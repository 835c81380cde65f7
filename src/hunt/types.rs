use serde::{Deserialize, Serialize};

/// Username given to a fresh installation until the player picks one.
pub const DEFAULT_USERNAME: &str = "Guest_Engineer";

/// Every installation starts here.
pub const STARTING_LEVEL: u32 = 1;

/// Mission difficulty tier, purely informational.
#[derive(Debug, Clone, Copy, Serialize, Deserialize, PartialEq, Eq, Hash)]
#[serde(rename_all = "snake_case")]
pub enum Difficulty {
    Beginner,
    Intermediate,
    Advanced,
    Expert,
}

impl Difficulty {
    pub fn label(&self) -> &'static str {
        match self {
            Difficulty::Beginner => "Beginner",
            Difficulty::Intermediate => "Intermediate",
            Difficulty::Advanced => "Advanced",
            Difficulty::Expert => "Expert",
        }
    }
}

/// A single puzzle in the hunt. Immutable once the catalog is built.
#[derive(Debug, Clone, Serialize, Deserialize, PartialEq)]
pub struct Mission {
    pub id: String,
    pub title: String,
    pub description: String,
    /// Narrative shown above the terminal
    pub storyline: String,
    /// External material the player has to inspect
    #[serde(default, skip_serializing_if = "Option::is_none")]
    pub clue_url: Option<String>,
    pub difficulty: Difficulty,
    pub xp_reward: u32,
    /// Expected answer in plain text. Compared after normalisation, never hashed.
    pub answer_hash: String,
    pub hint: String,
    pub required_level: u32,
}

impl Mission {
    #[allow(clippy::too_many_arguments)]
    pub fn new(
        id: &str,
        title: &str,
        description: &str,
        storyline: &str,
        difficulty: Difficulty,
        xp_reward: u32,
        answer: &str,
        hint: &str,
        required_level: u32,
    ) -> Self {
        Self {
            id: id.to_string(),
            title: title.to_string(),
            description: description.to_string(),
            storyline: storyline.to_string(),
            clue_url: None,
            difficulty,
            xp_reward,
            answer_hash: answer.to_string(),
            hint: hint.to_string(),
            required_level,
        }
    }

    pub fn with_clue_url(mut self, url: &str) -> Self {
        self.clue_url = Some(url.to_string());
        self
    }

    /// Digits of the id, used as the protocol number on mission cards ("m001" -> "001").
    pub fn number(&self) -> String {
        self.id.chars().filter(|c| c.is_ascii_digit()).collect()
    }
}

/// Cosmetic reward descriptor. Unlock conditions live in the rule table, not here.
#[derive(Debug, Clone, Serialize, Deserialize, PartialEq, Eq)]
pub struct Badge {
    pub id: String,
    pub name: String,
    pub icon: String,
    pub description: String,
}

impl Badge {
    pub fn new(id: &str, name: &str, icon: &str, description: &str) -> Self {
        Self {
            id: id.to_string(),
            name: name.to_string(),
            icon: icon.to_string(),
            description: description.to_string(),
        }
    }
}

/// The player's persisted progress.
///
/// `completed_missions` and `unlocked_badges` are ordered lists with set
/// semantics: insertion order is kept for display and each id appears at most
/// once. Field names serialize in camelCase to stay compatible with the
/// `codex_save_v1` snapshot format.
#[derive(Debug, Clone, Serialize, Deserialize, PartialEq, Eq)]
#[serde(rename_all = "camelCase")]
pub struct UserState {
    pub level: u32,
    pub current_xp: u32,
    #[serde(default)]
    pub completed_missions: Vec<String>,
    #[serde(default)]
    pub unlocked_badges: Vec<String>,
    #[serde(default = "default_username")]
    pub username: String,
}

fn default_username() -> String {
    DEFAULT_USERNAME.to_string()
}

impl Default for UserState {
    fn default() -> Self {
        Self {
            level: STARTING_LEVEL,
            current_xp: 0,
            completed_missions: Vec::new(),
            unlocked_badges: Vec::new(),
            username: default_username(),
        }
    }
}

impl UserState {
    pub fn new(username: &str) -> Self {
        Self {
            username: username.to_string(),
            ..Self::default()
        }
    }

    pub fn has_completed(&self, mission_id: &str) -> bool {
        self.completed_missions.iter().any(|id| id == mission_id)
    }

    pub fn has_badge(&self, badge_id: &str) -> bool {
        self.unlocked_badges.iter().any(|id| id == badge_id)
    }
}

/// Derived view of a mission for a given user. Never stored.
#[derive(Debug, Clone, Copy, PartialEq, Eq, Hash)]
pub enum MissionStatus {
    Locked,
    Active,
    Completed,
}

impl MissionStatus {
    pub fn label(&self) -> &'static str {
        match self {
            MissionStatus::Locked => "LOCKED",
            MissionStatus::Active => "ACTIVE",
            MissionStatus::Completed => "COMPLETED",
        }
    }
}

Assignment >>
Exactly as given, repeat every record above.

Result >>
repository 835c81380cde65f7
filename src/hunt/types.rs
use serde::{Deserialize, Serialize};

/// Username given to a fresh installation until the player picks one.
pub const DEFAULT_USERNAME: &str = "Guest_Engineer";

/// Every installation starts here.
pub const STARTING_LEVEL: u32 = 1;

/// Mission difficulty tier, purely informational.
#[derive(Debug, Clone, Copy, Serialize, Deserialize, PartialEq, Eq, Hash)]
#[serde(rename_all = "snake_case")]
pub enum Difficulty {
    Beginner,
    Intermediate,
    Advanced,
    Expert,
}

impl Difficulty {
    pub fn label(&self) -> &'static str {
        match self {
            Difficulty::Beginner => "Beginner",
            Difficulty::Intermediate => "Intermediate",
            Difficulty::Advanced => "Advanced",
            Difficulty::Expert => "Expert",
        }
    }
}

/// A single puzzle in the hunt. Immutable once the catalog is built.
#[derive(Debug, Clone, Serialize, Deserialize, PartialEq)]
pub struct Mission {
    pub id: String,
    pub title: String,
    pub description: String,
    /// Narrative shown above the terminal
    pub storyline: String,
    /// External material the player has to inspect
    #[serde(default, skip_serializing_if = "Option::is_none")]
    pub clue_url: Option<String>,
    pub difficulty: Difficulty,
    pub xp_reward: u32,
    /// Expected answer in plain text. Compared after normalisation, never hashed.
    pub answer_hash: String,
    pub hint: String,
    pub required_level: u32,
}

impl Mission {
    #[allow(clippy::too_many_arguments)]
    pub fn new(
        id: &str,
        title: &str,
        description: &str,
        storyline: &str,
        difficulty: Difficulty,
        xp_reward: u32,
        answer: &str,
        hint: &str,
        required_level: u32,
    ) -> Self {
        Self {
            id: id.to_string(),
            title: title.to_string(),
            description: description.to_string(),
            storyline: storyline.to_string(),
            clue_url: None,
            difficulty,
            xp_reward,
            answer_hash: answer.to_string(),
            hint: hint.to_string(),
            required_level,
        }
    }

    pub fn with_clue_url(mut self, url: &str) -> Self {
        self.clue_url = Some(url.to_string());
        self
    }

    /// Digits of the id, used as the protocol number on mission cards ("m001" -> "001").
    pub fn number(&self) -> String {
        self.id.chars().filter(|c| c.is_ascii_digit()).collect()
    }
}

/// Cosmetic reward descriptor. Unlock conditions live in the rule table, not here.
#[derive(Debug, Clone, Serialize, Deserialize, PartialEq, Eq)]
pub struct Badge {
    pub id: String,
    pub name: String,
    pub icon: String,
    pub description: String,
}

impl Badge {
    pub fn new(id: &str, name: &str, icon: &str, description: &str) -> Self {
        Self {
            id: id.to_string(),
            name: name.to_string(),
            icon: icon.to_string(),
            description: description.to_string(),
        }
    }
}

/// The player's persisted progress.
///
/// `completed_missions` and `unlocked_badges` are ordered lists with set
/// semantics: insertion order is kept for display and each id appears at most
/// once. Field names serialize in camelCase to stay compatible with the
/// `codex_save_v1` snapshot format.
#[derive(Debug, Clone, Serialize, Deserialize, PartialEq, Eq)]
#[serde(rename_all = "camelCase")]
pub struct UserState {
    pub level: u32,
    pub current_xp: u32,
    #[serde(default)]
    pub completed_missions: Vec<String>,
    #[serde(default)]
    pub unlocked_badges: Vec<String>,
    #[serde(default = "default_username")]
    pub username: String,
}

fn default_username() -> String {
    DEFAULT_USERNAME.to_string()
}

impl Default for UserState {
    fn default() -> Self {
        Self {
            level: STARTING_LEVEL,
            current_xp: 0,
            completed_missions: Vec::new(),
            unlocked_badges: Vec::new(),
            username: default_username(),
        }
    }
}

impl UserState {
    pub fn new(username: &str) -> Self {
        Self {
            username: username.to_string(),
            ..Self::default()
        }
    }

    pub fn has_completed(&self, mission_id: &str) -> bool {
        self.completed_missions.iter().any(|id| id == mission_id)
    }

    pub fn has_badge(&self, badge_id: &str) -> bool {
        self.unlocked_badges.iter().any(|id| id == badge_id)
    }
}

/// Derived view of a mission for a given user. Never stored.
#[derive(Debug, Clone, Copy, PartialEq, Eq, Hash)]
pub enum MissionStatus {
    Locked,
    Active,
    Completed,
}

impl MissionStatus {
    pub fn label(&self) -> &'static str {
        match self {
            MissionStatus::Locked => "LOCKED",
            MissionStatus::Active => "ACTIVE",
            MissionStatus::Completed => "COMPLETED",
        }
    }
}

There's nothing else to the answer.